What to work on
All records should be reproduced verbatim.

*** Dataset records ***

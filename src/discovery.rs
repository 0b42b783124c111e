//! Message discovery: where scheduled batches come from
//!
//! A [`MessageSource`] produces the candidate messages of one pass. The
//! scheduler filters them through [`SeenMessages`] so a message is processed
//! successfully at most once per process lifetime.

use async_trait::async_trait;
use futures::stream::{self, StreamExt};
use std::collections::{HashSet, VecDeque};
use std::path::PathBuf;
use std::sync::Arc;
use tracing::{debug, warn};

use crate::auth::CredentialProvider;
use crate::client::MailApi;
use crate::error::{GmailError, Result};
use crate::models::Message;
use crate::retry::{with_retry, RetryPolicy};

/// Messages fetched concurrently per discovery pass
const FETCH_CONCURRENCY: usize = 10;

/// Ids remembered by [`SeenMessages`] before the oldest are forgotten
pub const DEFAULT_SEEN_CAPACITY: usize = 10_000;

/// Producer of candidate messages for a batch
#[async_trait]
pub trait MessageSource: Send + Sync {
    async fn discover(&self) -> Result<Vec<Message>>;
}

/// Ids already handed to the processor, oldest evicted first
#[derive(Debug)]
pub struct SeenMessages {
    ids: HashSet<String>,
    order: VecDeque<String>,
    capacity: usize,
}

impl Default for SeenMessages {
    fn default() -> Self {
        Self::with_capacity(DEFAULT_SEEN_CAPACITY)
    }
}

impl SeenMessages {
    pub fn with_capacity(capacity: usize) -> Self {
        Self {
            ids: HashSet::new(),
            order: VecDeque::new(),
            capacity: capacity.max(1),
        }
    }

    pub fn len(&self) -> usize {
        self.ids.len()
    }

    pub fn is_empty(&self) -> bool {
        self.ids.is_empty()
    }

    pub fn contains(&self, id: &str) -> bool {
        self.ids.contains(id)
    }

    fn insert(&mut self, id: &str) {
        if !self.ids.insert(id.to_string()) {
            return;
        }
        self.order.push_back(id.to_string());
        while self.order.len() > self.capacity {
            if let Some(oldest) = self.order.pop_front() {
                self.ids.remove(&oldest);
            }
        }
    }

    /// Messages not seen before, first occurrence of each id only
    pub fn unseen(&self, messages: Vec<Message>) -> Vec<Message> {
        let mut batch = HashSet::new();
        messages
            .into_iter()
            .filter(|m| !m.id.is_empty() && !self.ids.contains(&m.id) && batch.insert(m.id.clone()))
            .collect()
    }

    /// Remember the ids of a processed batch
    pub fn mark_seen(&mut self, messages: &[Message]) {
        for message in messages {
            self.insert(&message.id);
        }
    }
}

/// Reads `Message[]` from a JSON file written by an external scraper
#[derive(Debug, Clone)]
pub struct FileMessageSource {
    path: PathBuf,
}

impl FileMessageSource {
    pub fn new(path: impl Into<PathBuf>) -> Self {
        Self { path: path.into() }
    }
}

/// Parse a JSON array of messages, or a single message object
pub fn parse_messages(json: &str) -> Result<Vec<Message>> {
    let value: serde_json::Value = serde_json::from_str(json)?;
    match value {
        serde_json::Value::Array(_) => Ok(serde_json::from_value(value)?),
        serde_json::Value::Object(_) => Ok(vec![serde_json::from_value(value)?]),
        _ => Err(GmailError::InvalidInput(
            "Expected a message object or an array of messages".to_string(),
        )),
    }
}

#[async_trait]
impl MessageSource for FileMessageSource {
    async fn discover(&self) -> Result<Vec<Message>> {
        if !self.path.exists() {
            debug!("Inbox file {:?} not found, nothing to process", self.path);
            return Ok(Vec::new());
        }
        let json = tokio::fs::read_to_string(&self.path).await?;
        if json.trim().is_empty() {
            return Ok(Vec::new());
        }
        parse_messages(&json)
    }
}

/// Lists recent inbox messages through the Gmail API
pub struct GmailInboxSource {
    api: Arc<dyn MailApi>,
    credentials: Arc<dyn CredentialProvider>,
    retry: RetryPolicy,
    query: String,
    max_messages: u32,
}

impl GmailInboxSource {
    pub fn new(
        api: Arc<dyn MailApi>,
        credentials: Arc<dyn CredentialProvider>,
        retry: RetryPolicy,
        query: impl Into<String>,
        max_messages: u32,
    ) -> Self {
        Self {
            api,
            credentials,
            retry,
            query: query.into(),
            max_messages,
        }
    }
}

#[async_trait]
impl MessageSource for GmailInboxSource {
    async fn discover(&self) -> Result<Vec<Message>> {
        let credential = self.credentials.get_credential().await?;

        let ids = with_retry(&self.retry, "list_messages", || {
            self.api
                .list_message_ids(&credential, &self.query, self.max_messages)
        })
        .await?;
        debug!("Query '{}' returned {} message(s)", self.query, ids.len());

        let credential = &credential;
        let results: Vec<Result<Message>> = stream::iter(ids)
            .map(|id| async move {
                with_retry(&self.retry, "get_message", || {
                    self.api.get_message(credential, &id)
                })
                .await
            })
            .buffered(FETCH_CONCURRENCY)
            .collect()
            .await;

        let mut messages = Vec::with_capacity(results.len());
        for result in results {
            match result {
                Ok(message) => messages.push(message),
                // Unreadable messages are skipped, not fatal for the pass
                Err(e) => warn!("Failed to fetch message: {}", e),
            }
        }
        Ok(messages)
    }
}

***

Exercise output
filename src/discovery.rs
repository 0b42b783124c111e
//! Message discovery: where scheduled batches come from
//!
//! A [`MessageSource`] produces the candidate messages of one pass. The
//! scheduler filters them through [`SeenMessages`] so a message is processed
//! successfully at most once per process lifetime.

use async_trait::async_trait;
use futures::stream::{self, StreamExt};
use std::collections::{HashSet, VecDeque};
use std::path::PathBuf;
use std::sync::Arc;
use tracing::{debug, warn};

use crate::auth::CredentialProvider;
use crate::client::MailApi;
use crate::error::{GmailError, Result};
use crate::models::Message;
use crate::retry::{with_retry, RetryPolicy};

/// Messages fetched concurrently per discovery pass
const FETCH_CONCURRENCY: usize = 10;

/// Ids remembered by [`SeenMessages`] before the oldest are forgotten
pub const DEFAULT_SEEN_CAPACITY: usize = 10_000;

/// Producer of candidate messages for a batch
#[async_trait]
pub trait MessageSource: Send + Sync {
    async fn discover(&self) -> Result<Vec<Message>>;
}

/// Ids already handed to the processor, oldest evicted first
#[derive(Debug)]
pub struct SeenMessages {
    ids: HashSet<String>,
    order: VecDeque<String>,
    capacity: usize,
}

impl Default for SeenMessages {
    fn default() -> Self {
        Self::with_capacity(DEFAULT_SEEN_CAPACITY)
    }
}

impl SeenMessages {
    pub fn with_capacity(capacity: usize) -> Self {
        Self {
            ids: HashSet::new(),
            order: VecDeque::new(),
            capacity: capacity.max(1),
        }
    }

    pub fn len(&self) -> usize {
        self.ids.len()
    }

    pub fn is_empty(&self) -> bool {
        self.ids.is_empty()
    }

    pub fn contains(&self, id: &str) -> bool {
        self.ids.contains(id)
    }

    fn insert(&mut self, id: &str) {
        if !self.ids.insert(id.to_string()) {
            return;
        }
        self.order.push_back(id.to_string());
        while self.order.len() > self.capacity {
            if let Some(oldest) = self.order.pop_front() {
                self.ids.remove(&oldest);
            }
        }
    }

    /// Messages not seen before, first occurrence of each id only
    pub fn unseen(&self, messages: Vec<Message>) -> Vec<Message> {
        let mut batch = HashSet::new();
        messages
            .into_iter()
            .filter(|m| !m.id.is_empty() && !self.ids.contains(&m.id) && batch.insert(m.id.clone()))
            .collect()
    }

    /// Remember the ids of a processed batch
    pub fn mark_seen(&mut self, messages: &[Message]) {
        for message in messages {
            self.insert(&message.id);
        }
    }
}

/// Reads `Message[]` from a JSON file written by an external scraper
#[derive(Debug, Clone)]
pub struct FileMessageSource {
    path: PathBuf,
}

impl FileMessageSource {
    pub fn new(path: impl Into<PathBuf>) -> Self {
        Self { path: path.into() }
    }
}

/// Parse a JSON array of messages, or a single message object
pub fn parse_messages(json: &str) -> Result<Vec<Message>> {
    let value: serde_json::Value = serde_json::from_str(json)?;
    match value {
        serde_json::Value::Array(_) => Ok(serde_json::from_value(value)?),
        serde_json::Value::Object(_) => Ok(vec![serde_json::from_value(value)?]),
        _ => Err(GmailError::InvalidInput(
            "Expected a message object or an array of messages".to_string(),
        )),
    }
}

#[async_trait]
impl MessageSource for FileMessageSource {
    async fn discover(&self) -> Result<Vec<Message>> {
        if !self.path.exists() {
            debug!("Inbox file {:?} not found, nothing to process", self.path);
            return Ok(Vec::new());
        }
        let json = tokio::fs::read_to_string(&self.path).await?;
        if json.trim().is_empty() {
            return Ok(Vec::new());
        }
        parse_messages(&json)
    }
}

/// Lists recent inbox messages through the Gmail API
pub struct GmailInboxSource {
    api: Arc<dyn MailApi>,
    credentials: Arc<dyn CredentialProvider>,
    retry: RetryPolicy,
    query: String,
    max_messages: u32,
}

impl GmailInboxSource {
    pub fn new(
        api: Arc<dyn MailApi>,
        credentials: Arc<dyn CredentialProvider>,
        retry: RetryPolicy,
        query: impl Into<String>,
        max_messages: u32,
    ) -> Self {
        Self {
            api,
            credentials,
            retry,
            query: query.into(),
            max_messages,
        }
    }
}

#[async_trait]
impl MessageSource for GmailInboxSource {
    async fn discover(&self) -> Result<Vec<Message>> {
        let credential = self.credentials.get_credential().await?;

        let ids = with_retry(&self.retry, "list_messages", || {
            self.api
                .list_message_ids(&credential, &self.query, self.max_messages)
        })
        .await?;
        debug!("Query '{}' returned {} message(s)", self.query, ids.len());

        let credential = &credential;
        let results: Vec<Result<Message>> = stream::iter(ids)
            .map(|id| async move {
                with_retry(&self.retry, "get_message", || {
                    self.api.get_message(credential, &id)
                })
                .await
            })
            .buffered(FETCH_CONCURRENCY)
            .collect()
            .await;

        let mut messages = Vec::with_capacity(results.len());
        for result in results {
            match result {
                Ok(message) => messages.push(message),
                // Unreadable messages are skipped, not fatal for the pass
                Err(e) => warn!("Failed to fetch message: {}", e),
            }
        }
        Ok(messages)
    }
}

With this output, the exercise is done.